Source: www.transcend.org

Newly Revealed Documents Show Syrian Chemical “Attacks Were Staged”

By Institute for Public Accuracy

21 May 2019 – The British-based Working Group on Syria, Propaganda and Media recently revealed an internal engineering assessment by the Organization for the Prohibition of Chemical Weapons that undermines claims justifying U.S. attacks on Syria.

Last year, many claimed that the Syrian government had launched a chemical weapons attack on Douma on April 7. This was used to justify strikes on Syrian government targets on April 14. The British Guardian claimed: “Syria: U.S., U.K. and France launch strikes in response to chemical attack.” NPR headlined a story: “U.S., Allies Hit 3 Syrian Sites Linked To Chemical Weapons Program.”

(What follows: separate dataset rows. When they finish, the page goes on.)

use chrono::{DateTime, Utc};
use serde::{Deserialize, Serialize};
use std::fmt;
use std::str::FromStr;

#[derive(Debug, Clone, Copy, Default, Serialize, Deserialize, PartialEq, Eq)]
#[serde(rename_all = "SCREAMING_SNAKE_CASE")]
pub enum PassengerType {
    #[default]
    Unknown,
    Male,
    Female,
    Baby,
}

impl PassengerType {
    pub const NAMES: &'static [&'static str] = &["UNKNOWN", "MALE", "FEMALE", "BABY"];

    pub fn as_str(&self) -> &'static str {
        match self {
            PassengerType::Unknown => "UNKNOWN",
            PassengerType::Male => "MALE",
            PassengerType::Female => "FEMALE",
            PassengerType::Baby => "BABY",
        }
    }
}

impl fmt::Display for PassengerType {
    fn fmt(&self, f: &mut fmt::Formatter<'_>) -> fmt::Result {
        f.write_str(self.as_str())
    }
}

impl FromStr for PassengerType {
    type Err = String;

    fn from_str(s: &str) -> Result<Self, Self::Err> {
        match s {
            "UNKNOWN" => Ok(PassengerType::Unknown),
            "MALE" => Ok(PassengerType::Male),
            "FEMALE" => Ok(PassengerType::Female),
            "BABY" => Ok(PassengerType::Baby),
            other => Err(format!("unknown passenger type: {other}")),
        }
    }
}

#[derive(Debug, Clone, PartialEq)]
pub struct Passenger {
    pub id: i64,
    pub user_id: i64,
    pub name: String,
    pub passport_number: String,
    pub age: i32,
    pub passenger_type: PassengerType,
    pub created_at: DateTime<Utc>,
}

#[derive(Debug, Clone, PartialEq)]
pub struct NewPassenger {
    pub user_id: i64,
    pub name: String,
    pub passport_number: String,
    pub age: i32,
    pub passenger_type: PassengerType,
}

impl NewPassenger {
    pub fn into_passenger(self, id: i64, created_at: DateTime<Utc>) -> Passenger {
        Passenger {
            id,
            user_id: self.user_id,
            name: self.name,
            passport_number: self.passport_number,
            age: self.age,
            passenger_type: self.passenger_type,
            created_at,
        }
    }
}

#[derive(Debug, Clone, PartialEq, Serialize, Deserialize)]
#[serde(rename_all = "camelCase")]
pub struct PassengerDto {
    pub id: i64,
    pub user_id: i64,
    pub name: String,
    pub passport_number: String,
    pub age: i32,
    pub passenger_type: PassengerType,
    pub created_at: DateTime<Utc>,
}

impl From<Passenger> for PassengerDto {
    fn from(p: Passenger) -> Self {
        Self {
            id: p.id,
            user_id: p.user_id,
            name: p.name,
            passport_number: p.passport_number,
            age: p.age,
            passenger_type: p.passenger_type,
            created_at: p.created_at,
        }
    }
}
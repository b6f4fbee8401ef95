use async_trait::async_trait;
use rdkafka::config::ClientConfig;
use rdkafka::producer::{FutureProducer, FutureRecord};
use rdkafka::util::Timeout;
use skyway_core::{BoxError, EventEnvelope, EventPublisher};
use std::time::Duration;
use tracing::{error, info};

/// Kafka side of [`EventPublisher`]: one record per envelope, keyed by the
/// event key, on the event's topic.
#[derive(Clone)]
pub struct EventProducer {
    producer: FutureProducer,
}

impl EventProducer {
    pub fn new(brokers: &str) -> Result<Self, rdkafka::error::KafkaError> {
        let producer: FutureProducer = ClientConfig::new()
            .set("bootstrap.servers", brokers)
            .set("message.timeout.ms", "5000")
            .create()?;

        Ok(Self { producer })
    }

    pub async fn publish(&self, topic: &str, key: &str, payload: &str) -> Result<(), rdkafka::error::KafkaError> {
        let record = FutureRecord::to(topic).key(key).payload(payload);

        match self.producer.send(record, Timeout::After(Duration::from_secs(0))).await {
            Ok(delivery) => {
                info!(
                    "Sent message to {}/{}: partition {} offset {}",
                    topic, key, delivery.partition, delivery.offset
                );
                Ok(())
            }
            Err((e, _msg)) => {
                error!("Failed to send message to {}: {}", topic, e);
                Err(e)
            }
        }
    }
}

#[async_trait]
impl EventPublisher for EventProducer {
    async fn publish_message(&self, envelope: &EventEnvelope) -> Result<(), BoxError> {
        let payload = serde_json::to_string(envelope)?;
        self.publish(&envelope.topic, &envelope.key, &payload).await?;
        Ok(())
    }
}
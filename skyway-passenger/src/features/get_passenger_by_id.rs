use async_trait::async_trait;
use serde::Deserialize;
use skyway_core::{take, CoreError, CoreResult, Request, RequestHandler, ValidationErrors, Validator};
use std::sync::Arc;

use crate::models::PassengerDto;
use crate::repository::PassengerRepository;

#[derive(Debug, Clone, Default, Deserialize)]
pub struct GetPassengerById {
    pub id: Option<i64>,
}

impl Request for GetPassengerById {
    const NAME: &'static str = "passenger.get_passenger_by_id";
    type Response = PassengerDto;
}

pub struct GetPassengerByIdHandler {
    repository: Arc<dyn PassengerRepository>,
}

impl GetPassengerByIdHandler {
    pub fn new(repository: Arc<dyn PassengerRepository>) -> Self {
        Self { repository }
    }
}

#[async_trait]
impl RequestHandler<GetPassengerById> for GetPassengerByIdHandler {
    fn validate(&self, request: &GetPassengerById) -> Result<(), ValidationErrors> {
        Validator::new().required("id", &request.id).finish()
    }

    async fn handle(&self, request: GetPassengerById) -> CoreResult<PassengerDto> {
        let id = take("id", request.id)?;

        self.repository
            .find_passenger_by_id(id)
            .await?
            .map(PassengerDto::from)
            .ok_or_else(|| CoreError::not_found("Passenger not found"))
    }
}
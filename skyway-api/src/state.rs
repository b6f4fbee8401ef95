use skyway_core::Mediator;

#[derive(Clone)]
pub struct AuthConfig {
    pub secret: String,
}

#[derive(Clone)]
pub struct AppState {
    pub mediator: Mediator,
    pub auth: AuthConfig,
}

impl AppState {
    pub fn new(mediator: Mediator, secret: impl Into<String>) -> Self {
        Self {
            mediator,
            auth: AuthConfig {
                secret: secret.into(),
            },
        }
    }
}
use axum::{http::Method, Router};
use tower_http::cors::CorsLayer;
use tower_http::trace::TraceLayer;

pub mod bootstrap;
pub mod error;
pub mod flight;
pub mod identity;
pub mod middleware;
pub mod passenger;
pub mod state;

pub use error::AppError;
pub use state::AppState;

/// Wrap a service's routes with the shared CORS and tracing layers.
pub fn app(state: AppState, routes: Router<AppState>) -> Router {
    let cors = CorsLayer::new()
        .allow_origin(tower_http::cors::Any)
        .allow_methods([Method::GET, Method::POST, Method::PUT, Method::DELETE, Method::OPTIONS])
        .allow_headers([
            axum::http::header::AUTHORIZATION,
            axum::http::header::CONTENT_TYPE,
            axum::http::header::USER_AGENT,
        ]);

    routes
        .layer(cors)
        .layer(TraceLayer::new_for_http())
        .with_state(state)
}
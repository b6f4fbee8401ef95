use async_trait::async_trait;
use serde::Deserialize;
use skyway_core::{
    conflict_on_duplicate, take, CoreError, CoreResult, Request, RequestHandler, ValidationErrors,
    Validator,
};
use skyway_shared::Masked;
use std::sync::Arc;

use super::create_user::password_rules;
use crate::models::{Role, UserDto};
use crate::password;
use crate::repository::UserRepository;

/// Partial update; absent fields keep their stored value.
#[derive(Debug, Clone, Default, Deserialize)]
#[serde(rename_all = "camelCase")]
pub struct UpdateUser {
    #[serde(skip)]
    pub id: Option<i64>,
    pub email: Option<String>,
    pub password: Option<Masked<String>>,
    pub name: Option<String>,
    pub role: Option<String>,
    pub passport_number: Option<String>,
}

impl Request for UpdateUser {
    const NAME: &'static str = "identity.update_user";
    type Response = UserDto;
}

pub struct UpdateUserHandler {
    users: Arc<dyn UserRepository>,
}

impl UpdateUserHandler {
    pub fn new(users: Arc<dyn UserRepository>) -> Self {
        Self { users }
    }
}

#[async_trait]
impl RequestHandler<UpdateUser> for UpdateUserHandler {
    fn validate(&self, request: &UpdateUser) -> Result<(), ValidationErrors> {
        let blank = |value: &Option<String>| value.as_deref().is_some_and(|v| v.trim().is_empty());

        let validator = Validator::new()
            .required("id", &request.id)
            .email("email", request.email.as_deref())
            .one_of("role", request.role.as_deref(), Role::NAMES)
            .check("name", !blank(&request.name), "must not be empty")
            .check("passportNumber", !blank(&request.passport_number), "must not be empty");
        password_rules(validator, request.password.as_ref()).finish()
    }

    async fn handle(&self, request: UpdateUser) -> CoreResult<UserDto> {
        let id = take("id", request.id)?;
        let mut user = self
            .users
            .find_user_by_id(id)
            .await?
            .ok_or_else(|| CoreError::not_found("User not found"))?;

        if let Some(email) = request.email {
            if email != user.email {
                if self.users.find_user_by_email(&email).await?.is_some() {
                    return Err(CoreError::conflict("Email already taken"));
                }
                user.email = email;
                user.is_email_verified = false;
            }
        }
        if let Some(secret) = request.password {
            user.password_hash = password::hash_password(secret.expose()).map_err(CoreError::internal)?;
        }
        if let Some(name) = request.name {
            user.name = name;
        }
        if let Some(role) = request.role {
            user.role = role.parse().map_err(|e| CoreError::invalid("role", e))?;
        }
        if let Some(passport_number) = request.passport_number {
            user.passport_number = passport_number;
        }

        let user = self
            .users
            .update_user(user)
            .await
            .map_err(conflict_on_duplicate("Email already taken"))?;
        tracing::info!("Updated user {}", user.id);
        Ok(UserDto::from(user))
    }
}

#[cfg(test)]
mod tests {
    use super::*;
    use crate::fixtures::{create_user, Harness};

    #[tokio::test]
    async fn test_partial_update_keeps_other_fields() {
        let harness = Harness::new();
        let created = harness.mediator.send(create_user("ada@skyway.dev")).await.unwrap();

        let updated = harness
            .mediator
            .send(UpdateUser {
                id: Some(created.id),
                name: Some("Ada Byron".into()),
                role: Some("admin".into()),
                ..UpdateUser::default()
            })
            .await
            .unwrap();

        assert_eq!(updated.name, "Ada Byron");
        assert_eq!(updated.role, Role::Admin);
        assert_eq!(updated.email, created.email);
        assert!(updated.updated_at.is_some());
    }

    #[tokio::test]
    async fn test_taking_another_users_email_conflicts() {
        let harness = Harness::new();
        harness.mediator.send(create_user("ada@skyway.dev")).await.unwrap();
        let other = harness.mediator.send(create_user("grace@skyway.dev")).await.unwrap();

        let err = harness
            .mediator
            .send(UpdateUser {
                id: Some(other.id),
                email: Some("ada@skyway.dev".into()),
                ..UpdateUser::default()
            })
            .await
            .unwrap_err();

        assert!(matches!(err, CoreError::Conflict(_)));
        let stored = harness.users.find_user_by_id(other.id).await.unwrap().unwrap();
        assert_eq!(stored.email, "grace@skyway.dev");
    }

    #[tokio::test]
    async fn test_updating_missing_user_is_not_found() {
        let harness = Harness::new();

        let err = harness
            .mediator
            .send(UpdateUser {
                id: Some(77),
                name: Some("Nobody".into()),
                ..UpdateUser::default()
            })
            .await
            .unwrap_err();

        assert!(matches!(err, CoreError::NotFound(_)));
    }

    #[tokio::test]
    async fn test_new_password_replaces_hash() {
        let harness = Harness::new();
        let created = harness.mediator.send(create_user("ada@skyway.dev")).await.unwrap();

        harness
            .mediator
            .send(UpdateUser {
                id: Some(created.id),
                password: Some(Masked("taxiway77".into())),
                ..UpdateUser::default()
            })
            .await
            .unwrap();

        let stored = harness.users.find_user_by_id(created.id).await.unwrap().unwrap();
        assert!(password::verify_password("taxiway77", &stored.password_hash));
        assert!(!password::verify_password("cockpit42", &stored.password_hash));
    }
}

Theodore Postol, professor of science, technology, and international security at the Massachusetts Institute of Technology, provided the Institute for Public Accuracy with his initial assessment of the newly revealed OPCW document:

“The OPCW engineering assessment unambiguously describes evidence collected by the OPCW Fact-Finding Mission (FFM) that indicates two analyzed chlorine cylinder attacks were staged in April 2018 in Douma. The holes in the reinforced concrete roofs that were supposedly produced by high-speed impacts (impact at speeds of perhaps 100 m/s or more, 250 mph) of industrial chlorine canisters dropped from helicopters were instead created by earlier explosions of either artillery rockets or mortar shells. In one event a chlorine canister that was damaged on another occasion was placed on the roof with its head inserted into an existing crater hole, and in the other case a damaged chlorine cylinder was placed on a bed supposedly after it penetrated the building roof and bounced from its original trajectory into a bed. In both cases the damage to the chlorine cylinders was incompatible with the damage to the surroundings that was allegedly caused by the cylinder impacts.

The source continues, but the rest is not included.